In time, his pupils relented, dilating to suck in the meager candlelight. That was the first thing he could see, a large candle, melting in a mason jar, the ashes of flies curled around its base, some trapped in the cooling wax. The Jigsaw Man was sitting on a crate, washing himself by a basin at his feet. Lyle cleared his throat. It was warm inside, the same scent of incense filled the cramped room as in the tent.

The Jigsaw Man lifted a cupped handful of water and tilted it into his face, splashing everywhere. Reaching for a towel, he wiped himself dry then flung it at Lyle.

"Here, you look fit to drown, yourself." The voice was calm and low. Not the howls and screeches from the performance. And Lyle came to realize that it actually was a performance, a show. The creature in the cage was here before him, washing and humming and cool and collected. Obviously a man, ridiculously so in this setting. Lyle tried to remember the intensity from the tent, the air charged with tension and xenophobia; a fear that eluded him at the moment. He looked around awkwardly. The Jigsaw Man stopped scrubbing greasepaint off his foot and pointed, black soap in hand, at a low stool.

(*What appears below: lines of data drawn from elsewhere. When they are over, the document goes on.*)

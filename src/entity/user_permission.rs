//! UserPermission entity - 用户权限关联表
//!
//! 表名: sys_user_permission

use sea_orm::entity::prelude::*;
use serde::{Deserialize, Serialize};

#[derive(Clone, Debug, PartialEq, Eq, DeriveEntityModel, Serialize, Deserialize)]
#[sea_orm(table_name = "sys_user_permission")]
pub struct Model {
    #[sea_orm(primary_key)]
    pub id: i64,

    /// 用户ID
    pub user_id: i64,

    /// 权限ID
    pub permission_id: i64,
}

#[derive(Copy, Clone, Debug, EnumIter, DeriveRelation)]
pub enum Relation {}

impl ActiveModelBehavior for ActiveModel {}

"You can sit there if you like." Back to his ritual, humming softly. Lyle sat and took out his notepad. He clicked his ballpoint, almost dropping it.

"Um, I'm Crawford, Lyle Crawford, uh... I'm with the Laslow Chronicle - the paper in town." The Jigsaw Man picked at his toenail, nodding. Lyle continued.

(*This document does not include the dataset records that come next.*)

//! Function (menu and API) handlers
//!
//! Every write clears the permission caches, since any user may hold the
//! permission a function is bound to.

use axum::{
    extract::{Query, State},
    response::Json,
};
use sea_orm::{
    ActiveModelTrait, ColumnTrait, Condition, EntityTrait, PaginatorTrait, QueryFilter,
    QueryOrder, Set, TransactionTrait,
};
use serde::Deserialize;

use crate::entity::function::{self, FunctionType};
use crate::entity::permission;
use crate::error::{AppError, AppResult, OptionExt};
use crate::handlers::common::{existing_id, fetch_page, now, IdQuery, PageQuery, PageResult};
use crate::routes::ApiResponse;
use crate::service::tree;
use crate::state::AppState;

const TABLE: &str = "sys_function";

/// Create or update request
#[derive(Debug, Deserialize)]
#[serde(rename_all = "camelCase")]
pub struct FunctionForm {
    pub id: Option<i64>,
    pub name: String,
    pub code: String,
    pub function_type: i32,
    pub link: Option<String>,
    pub icon: Option<String>,
    pub parent_id: Option<i64>,
    pub permission_id: Option<i64>,
    #[serde(default)]
    pub order_no: f32,
}

/// List filter, read alongside `PageQuery`
#[derive(Debug, Deserialize)]
#[serde(rename_all = "camelCase")]
pub struct FunctionFilter {
    pub function_type: Option<i32>,
}

/// GET /api/function/list
pub async fn list(
    State(state): State<AppState>,
    Query(filter): Query<FunctionFilter>,
    Query(query): Query<PageQuery>,
) -> AppResult<Json<ApiResponse<PageResult<function::Model>>>> {
    let mut select = function::Entity::find()
        .order_by_asc(function::Column::OrderNo)
        .order_by_asc(function::Column::Id);
    if let Some(function_type) = filter.function_type {
        select = select.filter(function::Column::FunctionType.eq(function_type));
    }
    if let Some(like) = query.like() {
        select = select.filter(
            Condition::any()
                .add(function::Column::Name.like(like.as_str()))
                .add(function::Column::Code.like(like.as_str())),
        );
    }
    Ok(Json(ApiResponse::success(fetch_page(&state.db, select, &query).await?)))
}

/// GET /api/function/get
pub async fn get(
    State(state): State<AppState>,
    Query(query): Query<IdQuery>,
) -> AppResult<Json<ApiResponse<function::Model>>> {
    let found = function::Entity::find_by_id(query.id)
        .one(&state.db)
        .await?
        .ok_or_not_found("function")?;
    Ok(Json(ApiResponse::success(found)))
}

/// POST /api/function/save
pub async fn save(
    State(state): State<AppState>,
    Json(form): Json<FunctionForm>,
) -> AppResult<Json<ApiResponse<function::Model>>> {
    if form.name.trim().is_empty() || form.code.trim().is_empty() {
        return Err(AppError::InvalidParam("function name and code are required".to_string()));
    }
    FunctionType::try_from(form.function_type).map_err(|t| {
        AppError::InvalidParam(format!("unknown function type {}", t))
    })?;
    let id = existing_id(form.id);
    let parent_id = existing_id(form.parent_id);
    let permission_id = existing_id(form.permission_id);

    let txn = state.db.begin().await?;

    let duplicate = function::Entity::find()
        .filter(function::Column::Code.eq(form.code.trim()))
        .one(&txn)
        .await?;
    if duplicate.is_some_and(|f| Some(f.id) != id) {
        return Err(AppError::Conflict("function code already exists".to_string()));
    }

    if let Some(pid) = permission_id {
        permission::Entity::find_by_id(pid)
            .one(&txn)
            .await?
            .ok_or_not_found("permission")?;
    }

    let parent_path = match parent_id {
        Some(pid) => Some(
            function::Entity::find_by_id(pid)
                .one(&txn)
                .await?
                .ok_or_not_found("parent function")?
                .id_path,
        ),
        None => None,
    };

    let (mut model, old_path): (function::ActiveModel, Option<String>) = match id {
        Some(id) => {
            tree::check_parent(id, parent_id, parent_path.as_deref())?;
            let found = function::Entity::find_by_id(id)
                .one(&txn)
                .await?
                .ok_or_not_found("function")?;
            let old_path = found.id_path.clone();
            (found.into(), Some(old_path))
        }
        None => (
            function::ActiveModel {
                id_path: Set(String::new()),
                create_time: Set(now()),
                ..Default::default()
            },
            None,
        ),
    };
    model.name = Set(form.name.trim().to_string());
    model.code = Set(form.code.trim().to_string());
    model.function_type = Set(form.function_type);
    model.link = Set(form.link);
    model.icon = Set(form.icon);
    model.parent_id = Set(parent_id);
    model.permission_id = Set(permission_id);
    model.order_no = Set(form.order_no);
    model.update_time = Set(now());

    let saved = match id.zip(old_path) {
        Some((id, old_path)) => {
            let new_path = tree::child_id_path(parent_path.as_deref(), id);
            model.id_path = Set(new_path.clone());
            let saved = model.update(&txn).await?;
            tree::rebase_descendants(&txn, TABLE, &old_path, &new_path).await?;
            saved
        }
        None => {
            let created = model.insert(&txn).await?;
            let mut model: function::ActiveModel = created.clone().into();
            model.id_path = Set(tree::child_id_path(parent_path.as_deref(), created.id));
            model.update(&txn).await?
        }
    };

    txn.commit().await?;
    state.cache().invalidate_all();
    tracing::info!("Function {} ({}) saved", saved.id, saved.code);
    Ok(Json(ApiResponse::success(saved)))
}

/// POST /api/function/delete
pub async fn delete(
    State(state): State<AppState>,
    Query(query): Query<IdQuery>,
) -> AppResult<Json<ApiResponse<()>>> {
    let children = function::Entity::find()
        .filter(function::Column::ParentId.eq(query.id))
        .count(&state.db)
        .await?;
    if children > 0 {
        return Err(AppError::Conflict("function still has children".to_string()));
    }

    let result = function::Entity::delete_by_id(query.id).exec(&state.db).await?;
    if result.rows_affected == 0 {
        return Err(AppError::NotFound("function".to_string()));
    }
    state.cache().invalidate_all();
    Ok(Json(ApiResponse::success_msg("success")))
}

"I'm here to do a story on the circus coming to town and all.. It's nothing much, but it'd be nice if I could ask you a few questions." The dark man, satisfied with the state of one foot, switched to the other; immersing it into the basin. Lyle sat near the edge of the stool.

"Here's my badge." Outstretched in his fingertips. The Jigsaw Man didn't even notice, didn't even look up. Lyle put his badge away. He sighed.

"Look, they didn't give me a budget for this; it's supposed to be a simpleminded article, but I'm willing to pay you for your time. I don't have mu-"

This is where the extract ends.